SOURCE RECORDS ::
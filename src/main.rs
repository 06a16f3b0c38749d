use anyhow::{Context, Result};
use chrono::{DateTime, Utc};
use clap::{ArgAction, Parser, Subcommand};
use indicatif::{ProgressBar, ProgressStyle};
use osvconvert::{
    cache::Cache,
    config::Config,
    convert::{get_converter, timestamp, ConvertContext, Outcome, Record},
    lint,
    model::Vulnerability,
    normalize::SourceFormat,
    output::{print_findings, print_summary, write_record, Counts, OutputFormat},
};
use std::fs;
use std::path::{Path, PathBuf};
use std::process::ExitCode;
use std::str::FromStr;
use std::time::Duration;
use tracing::{debug, info, warn};
use tracing_subscriber::EnvFilter;

/// Exit codes for CI integration
mod exit_codes {
    pub const SUCCESS: u8 = 0;
    pub const ERROR: u8 = 1;
    pub const LINT_FINDINGS: u8 = 2;
}

#[derive(Parser)]
#[command(name = "osvconvert")]
#[command(
    author,
    version,
    about = "Convert security advisory feeds into OSV records"
)]
struct Cli {
    /// Increase log verbosity (-v info, -vv debug)
    #[arg(short, long, action = ArgAction::Count, global = true)]
    verbose: u8,

    /// Use this config file instead of the default location
    #[arg(long, global = true)]
    config: Option<PathBuf>,

    #[command(subcommand)]
    command: Commands,
}

#[derive(Subcommand)]
enum Commands {
    /// Convert advisory documents into OSV records
    Convert {
        /// Source format (ghsa, redhat, debian, vuxml)
        source: String,

        /// Input documents
        #[arg(required = true)]
        inputs: Vec<PathBuf>,

        /// Write one <id>.json per record into this directory
        #[arg(short, long)]
        output_dir: Option<PathBuf>,

        /// Summary format (table, json)
        #[arg(short, long)]
        format: Option<String>,

        /// Neither read nor update the cache
        #[arg(long)]
        no_cache: bool,

        /// Convert every record, then refresh the cache
        #[arg(long)]
        rebuild: bool,

        /// OSV ecosystem for VuXML packages
        #[arg(long)]
        ecosystem: Option<String>,

        /// Path to a webwml checkout for Debian details and dates
        #[arg(long)]
        webwml: Option<PathBuf>,

        /// JSON file of first package versions per Debian release
        #[arg(long)]
        first_versions: Option<PathBuf>,

        /// RFC 3339 timestamp used when a source has no modification date
        #[arg(long)]
        modified: Option<String>,
    },

    /// Check OSV records for inconsistent ranges
    Lint {
        /// OSV JSON files
        #[arg(required = true)]
        files: Vec<PathBuf>,

        /// Output format (table, json)
        #[arg(short, long)]
        format: Option<String>,
    },

    /// List supported source formats
    ListFormats,

    /// Show or create config file
    Config {
        /// Generate default config file
        #[arg(long)]
        init: bool,

        /// Show config file path
        #[arg(long)]
        path: bool,
    },

    /// Clear the cache
    ClearCache,
}

struct ConvertArgs {
    source: String,
    inputs: Vec<PathBuf>,
    output_dir: Option<PathBuf>,
    format: String,
    no_cache: bool,
    rebuild: bool,
    modified: Option<String>,
}

fn main() -> ExitCode {
    let cli = Cli::parse();
    init_logging(cli.verbose);

    match run(cli) {
        Ok(code) => ExitCode::from(code),
        Err(e) => {
            eprintln!("Error: {:#}", e);
            ExitCode::from(exit_codes::ERROR)
        }
    }
}

fn init_logging(verbose: u8) {
    let level = match verbose {
        0 => "warn",
        1 => "info",
        _ => "debug",
    };
    let filter = EnvFilter::try_from_default_env().unwrap_or_else(|_| EnvFilter::new(level));

    tracing_subscriber::fmt()
        .with_env_filter(filter)
        .with_writer(std::io::stderr)
        .with_target(false)
        .init();
}

fn load_config(explicit: Option<&Path>) -> Result<Config> {
    match explicit {
        Some(path) => Config::load_from(path),
        None => Config::load(),
    }
}

fn run(cli: Cli) -> Result<u8> {
    match cli.command {
        Commands::Convert {
            source,
            inputs,
            output_dir,
            format,
            no_cache,
            rebuild,
            ecosystem,
            webwml,
            first_versions,
            modified,
        } => {
            let mut config = load_config(cli.config.as_deref())?;
            if let Some(ecosystem) = ecosystem {
                config.vuxml.ecosystem = ecosystem;
            }
            if webwml.is_some() {
                config.debian.webwml_repo = webwml;
            }
            if first_versions.is_some() {
                config.debian.first_versions = first_versions;
            }

            let args = ConvertArgs {
                source,
                inputs,
                output_dir: output_dir.or_else(|| config.output_dir.clone()),
                format: format.unwrap_or_else(|| config.default_format.clone()),
                no_cache,
                rebuild,
                modified,
            };
            run_convert(&config, args)
        }
        Commands::Lint { files, format } => {
            let config = load_config(cli.config.as_deref())?;
            let format = format.unwrap_or_else(|| config.default_format.clone());
            run_lint(&files, &format)
        }
        Commands::ListFormats => {
            list_formats();
            Ok(exit_codes::SUCCESS)
        }
        Commands::Config { init, path } => {
            handle_config(cli.config, init, path)?;
            Ok(exit_codes::SUCCESS)
        }
        Commands::ClearCache => {
            let cache = Cache::new();
            cache.clear()?;
            println!("Cache cleared.");
            Ok(exit_codes::SUCCESS)
        }
    }
}

fn run_convert(config: &Config, args: ConvertArgs) -> Result<u8> {
    let source = SourceFormat::from_str(&args.source).map_err(|e| anyhow::anyhow!(e))?;
    let format = OutputFormat::from_str(&args.format).map_err(|e| anyhow::anyhow!(e))?;
    let is_interactive = format == OutputFormat::Table && args.output_dir.is_some();

    let now = match &args.modified {
        Some(raw) => {
            let time = DateTime::parse_from_rfc3339(raw)
                .with_context(|| format!("Invalid --modified timestamp: {}", raw))?;
            timestamp(time.with_timezone(&Utc))
        }
        None => timestamp(Utc::now()),
    };

    let converter = get_converter(source, config)?;
    let cache = Cache::new();
    let use_cache = config.use_cache && !args.no_cache;

    let mut ctx = ConvertContext::new(now).with_ignore(&config.ignore);
    if use_cache && !args.rebuild {
        ctx = ctx.with_cache(&cache);
    }

    let progress = if is_interactive {
        let pb = ProgressBar::new_spinner();
        pb.set_style(
            ProgressStyle::default_spinner()
                .template("{spinner:.green} {msg}")?,
        );
        pb.enable_steady_tick(Duration::from_millis(100));
        Some(pb)
    } else {
        None
    };

    let mut records = Vec::new();
    for input in &args.inputs {
        if let Some(ref pb) = progress {
            pb.set_message(format!("Converting {}...", input.display()));
        }

        match converter.convert_file(input, &ctx) {
            Ok(batch) => {
                debug!(path = %input.display(), records = batch.len(), "document converted");
                records.extend(batch);
            }
            Err(error) => {
                warn!(path = %input.display(), error = %error, "unreadable {} document", converter.name());
                records.push(Record {
                    id: input.display().to_string(),
                    fingerprint: None,
                    outcome: Outcome::Failed(error),
                });
            }
        }
    }

    if let Some(ref pb) = progress {
        pb.set_message("Writing records...");
    }

    let mut findings = 0usize;
    for record in &records {
        let Some(vuln) = record.vulnerability() else {
            continue;
        };

        for finding in lint::check(vuln) {
            warn!(id = %vuln.id, code = finding.code, "{}", finding.message);
            findings += 1;
        }

        write_record(vuln, args.output_dir.as_deref())?;

        if use_cache {
            if let Some(fingerprint) = &record.fingerprint {
                cache.set(&Cache::key(source, &record.id), fingerprint)?;
            }
        }
    }

    let counts = Counts::from_records(&records);
    if let Some(pb) = progress {
        pb.finish_with_message(format!("Converted {} advisories", counts.converted));
    }
    info!(
        format = source.as_str(),
        converted = counts.converted,
        unchanged = counts.unchanged,
        ignored = counts.ignored,
        failed = counts.failed,
        lint_findings = findings,
        "conversion finished"
    );

    // Without an output directory stdout carries the records themselves
    if args.output_dir.is_some() || format == OutputFormat::Table {
        print_summary(&records, format)?;
    }

    if counts.failed > 0 {
        Ok(exit_codes::ERROR)
    } else {
        Ok(exit_codes::SUCCESS)
    }
}

fn run_lint(files: &[PathBuf], format: &str) -> Result<u8> {
    let format = OutputFormat::from_str(format).map_err(|e| anyhow::anyhow!(e))?;

    let mut findings = Vec::new();
    for file in files {
        let content = fs::read_to_string(file)
            .with_context(|| format!("Failed to read {}", file.display()))?;
        let vuln: Vulnerability = serde_json::from_str(&content)
            .with_context(|| format!("Failed to parse OSV record {}", file.display()))?;

        for finding in lint::check(&vuln) {
            findings.push((file.display().to_string(), finding));
        }
    }

    print_findings(&findings, format)?;

    if findings.is_empty() {
        Ok(exit_codes::SUCCESS)
    } else {
        Ok(exit_codes::LINT_FINDINGS)
    }
}

fn list_formats() {
    println!("Available formats:");
    println!();

    let inputs = [
        (SourceFormat::Ghsa, "GitHub Security Advisory GraphQL JSON"),
        (SourceFormat::RedHat, "CSAF 2.0 VEX JSON"),
        (SourceFormat::Debian, "security-tracker data/DSA/list"),
        (SourceFormat::Vuxml, "FreeBSD ports vuln.xml"),
    ];

    for (format, input) in inputs {
        println!("  {:<10} {:<10} {}", format.as_str(), format.display_name(), input);
    }
}

fn handle_config(explicit: Option<PathBuf>, init: bool, show_path: bool) -> Result<()> {
    let config_path = explicit.unwrap_or_else(Config::config_path);

    if show_path {
        println!("{}", config_path.display());
        return Ok(());
    }

    if init {
        if config_path.exists() {
            println!("Config file already exists at: {}", config_path.display());
            return Ok(());
        }

        let config = Config::default();
        config.save_to(&config_path)?;
        println!("Created config file at: {}", config_path.display());
        println!();
        println!("Default configuration:");
        println!("{}", Config::generate_default_config());
        return Ok(());
    }

    if config_path.exists() {
        let content = fs::read_to_string(&config_path)?;
        println!("Config file: {}", config_path.display());
        println!();
        println!("{}", content);
    } else {
        println!("No config file found.");
        println!("Run 'osvconvert config --init' to create one.");
        println!();
        println!("Config path: {}", config_path.display());
    }

    Ok(())
}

PROBLEM REQUIREMENTS ::
The lines from the start of the entries above through the line containing "update the cache" are the ones to return, please; copy them exactly and include both ends.

SOLUTION TO THE EXERCISE ::
filename src/main.rs
repository 06a16f3b0c38749d
use anyhow::{Context, Result};
use chrono::{DateTime, Utc};
use clap::{ArgAction, Parser, Subcommand};
use indicatif::{ProgressBar, ProgressStyle};
use osvconvert::{
    cache::Cache,
    config::Config,
    convert::{get_converter, timestamp, ConvertContext, Outcome, Record},
    lint,
    model::Vulnerability,
    normalize::SourceFormat,
    output::{print_findings, print_summary, write_record, Counts, OutputFormat},
};
use std::fs;
use std::path::{Path, PathBuf};
use std::process::ExitCode;
use std::str::FromStr;
use std::time::Duration;
use tracing::{debug, info, warn};
use tracing_subscriber::EnvFilter;

/// Exit codes for CI integration
mod exit_codes {
    pub const SUCCESS: u8 = 0;
    pub const ERROR: u8 = 1;
    pub const LINT_FINDINGS: u8 = 2;
}

#[derive(Parser)]
#[command(name = "osvconvert")]
#[command(
    author,
    version,
    about = "Convert security advisory feeds into OSV records"
)]
struct Cli {
    /// Increase log verbosity (-v info, -vv debug)
    #[arg(short, long, action = ArgAction::Count, global = true)]
    verbose: u8,

    /// Use this config file instead of the default location
    #[arg(long, global = true)]
    config: Option<PathBuf>,

    #[command(subcommand)]
    command: Commands,
}

#[derive(Subcommand)]
enum Commands {
    /// Convert advisory documents into OSV records
    Convert {
        /// Source format (ghsa, redhat, debian, vuxml)
        source: String,

        /// Input documents
        #[arg(required = true)]
        inputs: Vec<PathBuf>,

        /// Write one <id>.json per record into this directory
        #[arg(short, long)]
        output_dir: Option<PathBuf>,

        /// Summary format (table, json)
        #[arg(short, long)]
        format: Option<String>,

        /// Neither read nor update the cache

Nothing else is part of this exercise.